19 June 2012

October 16, 2011

If you are a non-German living in Germany (or if you are a non-German not in Germany who knows Germans), you will know that the Tschermanns love a good old wives’ tale. In fact, I would venture to guess that 86.3% of what the Krauts seem to believe is “health information” is actually based on crap their mothers told them when they were younger.

You know, misinformation passed down through generations. Lovely.

You’ve heard it all before, I know you have!
“Close the windows! The draught will make you ill!”
“Wear a scarf, even in the summer! You must protect yourself from those pesky draughts!”
“Forget the winter! If you go outside with wet hair, even when the temperature is 20C, you will catch pnemonia and die!”
It goes on.

Most of these old wives’ tales are ridiculous.

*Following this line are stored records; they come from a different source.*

use anyhow::{Context, Result};
use racer_core::{AppError, FireResponse, SnapshotData, SnapshotResponse};
use reqwest::StatusCode;

/// Decode a firing reply body.
///
/// A body that is not a reply envelope comes back as the unset sentinel,
/// except under HTTP 412/429 where the status itself is the code. Upstream
/// rate limiting often answers with an HTML page instead of JSON.
pub fn decode_fire_reply(status: StatusCode, body: &str) -> FireResponse {
    match serde_json::from_str::<FireResponse>(body) {
        Ok(reply) => reply,
        Err(_) if is_throttle_status(status) => FireResponse {
            code: i64::from(status.as_u16()),
            message: status.canonical_reason().unwrap_or_default().to_string(),
            ttl: 0,
        },
        Err(_) => FireResponse::unset(),
    }
}

fn is_throttle_status(status: StatusCode) -> bool {
    status == StatusCode::TOO_MANY_REQUESTS || status == StatusCode::PRECONDITION_FAILED
}

/// Decode the snapshot envelope, rejecting a non-zero code or missing data.
pub fn decode_snapshot(body: &str) -> Result<SnapshotData> {
    let response: SnapshotResponse =
        serde_json::from_str(body).context("snapshot body is not a valid envelope")?;
    if response.code != 0 {
        return Err(AppError::SnapshotRejected {
            code: response.code,
            message: response.message,
        }
        .into());
    }
    response.data.ok_or_else(|| AppError::EmptySnapshot.into())
}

It gets more ridiculous since I come from a country where you are supposed to tough it out when the weather is nasty. It’s like a contest of proving who can survive in -30C in a t-shirt and runners the longest.

Coming from this sort of background scares Germans. I have already been asked why I am not yet wearing a jacket. (Hello, because it’s still 10 degrees. A sweater is fine.) Don’t get me started on my perpetual lack of socks.

If it were up to the Krauts’ logic (or lack thereof), I’d already have died fifty-seven times over from pnemonia.

These people don’t know what cold is.

Anyhoo, this isn’t supposed to be a rant. Back to the point.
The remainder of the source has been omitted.